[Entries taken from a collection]
↓

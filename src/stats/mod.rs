//! # Statistics
//!
//! Dashboard numbers are computed in two steps: aggregate SQL in [`queries`] returns
//! raw counts, and the functions here turn those counts into response shapes.
//! Everything in this module is pure so the bucketing and percentage rules can be
//! tested without a database.
//!
//! * Completion rate is `round(100 * completed / total)`, and `0` for an empty set.
//! * Priority and time-series buckets are pre-seeded with zero, so empty buckets
//!   still show up in charts.

pub mod queries;

use std::collections::HashMap;
use std::str::FromStr;

use chrono::{Datelike, Duration, NaiveDate};
use serde::{Deserialize, Serialize};

use crate::error::AppError;
use crate::models::TaskPriority;

/// Percentage of `completed` over `total`, rounded half away from zero.
pub fn completion_rate(completed: i64, total: i64) -> i64 {
    if total <= 0 {
        return 0;
    }
    ((completed as f64 / total as f64) * 100.0).round() as i64
}

/// Completed/pending split of a set of tasks or todos.
#[derive(Debug, Clone, Copy, PartialEq, Eq, Serialize, Deserialize)]
pub struct CompletionSummary {
    pub total: i64,
    pub completed: i64,
    pub pending: i64,
    pub completion_rate: i64,
}

impl CompletionSummary {
    pub fn new(total: i64, completed: i64) -> Self {
        Self {
            total,
            completed,
            pending: total - completed,
            completion_rate: completion_rate(completed, total),
        }
    }
}

/// Status buckets: completed, pending and the overdue subset of pending.
#[derive(Debug, Clone, Copy, PartialEq, Eq, Serialize, Deserialize)]
pub struct StatusBreakdown {
    pub total: i64,
    pub completed: i64,
    pub pending: i64,
    /// Not completed, with a due date in the past.
    pub overdue: i64,
    pub completion_rate: i64,
}

impl StatusBreakdown {
    pub fn new(total: i64, completed: i64, overdue: i64) -> Self {
        let summary = CompletionSummary::new(total, completed);
        Self {
            total,
            completed,
            pending: summary.pending,
            overdue,
            completion_rate: summary.completion_rate,
        }
    }
}

#[derive(Debug, Clone, PartialEq, Eq, Serialize, Deserialize)]
pub struct PriorityBucket {
    pub priority: i16,
    pub label: String,
    pub count: i64,
}

/// One bucket per priority level, ascending, with zero for missing levels.
///
/// Rows with an out-of-range level are folded into the nearest valid one.
pub fn priority_buckets(rows: &[(i16, i64)]) -> Vec<PriorityBucket> {
    let mut counts: HashMap<i16, i64> = HashMap::new();
    for &(priority, count) in rows {
        let level = TaskPriority::from_level(priority.into()).level();
        *counts.entry(level).or_insert(0) += count;
    }
    TaskPriority::ALL
        .iter()
        .map(|p| PriorityBucket {
            priority: p.level(),
            label: p.label().to_string(),
            count: counts.get(&p.level()).copied().unwrap_or(0),
        })
        .collect()
}

/// Bucket width of a time series.
#[derive(Debug, Clone, Copy, PartialEq, Eq)]
pub enum Granularity {
    Day,
    Month,
}

impl Granularity {
    /// Unit understood by Postgres `date_trunc`.
    pub fn sql_unit(self) -> &'static str {
        match self {
            Granularity::Day => "day",
            Granularity::Month => "month",
        }
    }
}

/// Chart window selector for "tasks by date".
#[derive(Debug, Clone, Copy, PartialEq, Eq, Serialize, Deserialize, Default)]
#[serde(rename_all = "lowercase")]
pub enum Period {
    /// Last 7 days, one bucket per day.
    #[default]
    Week,
    /// Last 30 days, one bucket per day.
    Month,
    /// Last 12 months including the current one, one bucket per month.
    Year,
}

impl FromStr for Period {
    type Err = AppError;

    fn from_str(s: &str) -> Result<Self, Self::Err> {
        match s.trim().to_ascii_lowercase().as_str() {
            "week" => Ok(Period::Week),
            "month" => Ok(Period::Month),
            "year" => Ok(Period::Year),
            _ => Err(AppError::invalid_field(
                "period",
                "invalid_period",
                "Period must be one of: week, month, year",
            )),
        }
    }
}

impl Period {
    /// Parses an optional query value; absent means `week`.
    pub fn parse_param(raw: Option<&str>) -> Result<Self, AppError> {
        raw.map_or(Ok(Period::default()), str::parse)
    }

    pub fn bucket_count(self) -> usize {
        match self {
            Period::Week => 7,
            Period::Month => 30,
            Period::Year => 12,
        }
    }

    pub fn granularity(self) -> Granularity {
        match self {
            Period::Week | Period::Month => Granularity::Day,
            Period::Year => Granularity::Month,
        }
    }

    /// Bucket keys in ascending order, ending with the bucket containing `today`.
    /// Monthly keys are the first day of the month.
    pub fn bucket_keys(self, today: NaiveDate) -> Vec<NaiveDate> {
        let count = self.bucket_count();
        match self.granularity() {
            Granularity::Day => (0..count)
                .rev()
                .map(|back| today - Duration::days(back as i64))
                .collect(),
            Granularity::Month => (0..count)
                .rev()
                .filter_map(|back| months_before(today, back as i32))
                .collect(),
        }
    }

    /// First instant covered by the window.
    pub fn start(self, today: NaiveDate) -> NaiveDate {
        self.bucket_keys(today).first().copied().unwrap_or(today)
    }

    pub fn label(self, key: NaiveDate) -> String {
        let format = match self {
            Period::Week => "%a",
            Period::Month => "%d %b",
            Period::Year => "%b",
        };
        key.format(format).to_string()
    }
}

/// First day of the month `back` months before the month of `date`.
fn months_before(date: NaiveDate, back: i32) -> Option<NaiveDate> {
    let index = date.year() * 12 + date.month0() as i32 - back;
    NaiveDate::from_ymd_opt(index.div_euclid(12), index.rem_euclid(12) as u32 + 1, 1)
}

#[derive(Debug, Clone, PartialEq, Eq, Serialize, Deserialize)]
pub struct TimeBucket {
    pub date: NaiveDate,
    pub label: String,
    pub count: i64,
}

/// Zero-filled series for `period` ending at `today`, overlaid with `counts`.
///
/// `counts` holds `(bucket key, count)` pairs as produced by `date_trunc`; keys
/// outside the window are ignored.
pub fn time_series(period: Period, today: NaiveDate, counts: &[(NaiveDate, i64)]) -> Vec<TimeBucket> {
    let mut buckets: Vec<TimeBucket> = period
        .bucket_keys(today)
        .into_iter()
        .map(|date| TimeBucket {
            date,
            label: period.label(date),
            count: 0,
        })
        .collect();

    for &(key, count) in counts {
        if let Some(bucket) = buckets.iter_mut().find(|b| b.date == key) {
            bucket.count += count.max(0);
        }
    }
    buckets
}

/// A time series together with the period that produced it.
#[derive(Debug, Clone, Serialize, Deserialize)]
pub struct TasksByDate {
    pub period: Period,
    pub buckets: Vec<TimeBucket>,
    pub total: i64,
}

impl TasksByDate {
    pub fn new(period: Period, buckets: Vec<TimeBucket>) -> Self {
        let total = buckets.iter().map(|b| b.count).sum();
        Self {
            period,
            buckets,
            total,
        }
    }
}

/// Task counters attached to a tag or a category.
#[derive(Debug, Clone, PartialEq, Eq, Serialize, Deserialize)]
pub struct GroupStats {
    pub tasks_count: i64,
    pub completed_count: i64,
    pub incomplete_count: i64,
    pub completion_rate: i64,
}

impl GroupStats {
    pub fn new(tasks_count: i64, completed_count: i64) -> Self {
        Self {
            tasks_count,
            completed_count,
            incomplete_count: tasks_count - completed_count,
            completion_rate: completion_rate(completed_count, tasks_count),
        }
    }
}

/// Default and bounds of the "most active users" ranking size.
pub const DEFAULT_TOP_USERS: i64 = 5;
pub const MAX_TOP_USERS: i64 = 50;

pub fn top_users_limit(requested: Option<i64>) -> i64 {
    requested
        .unwrap_or(DEFAULT_TOP_USERS)
        .clamp(1, MAX_TOP_USERS)
}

↑

- **YOUR TASK**
The answer must be one number: how many lines in the records above contain "FromStr".

- **ANSWER BOX**
2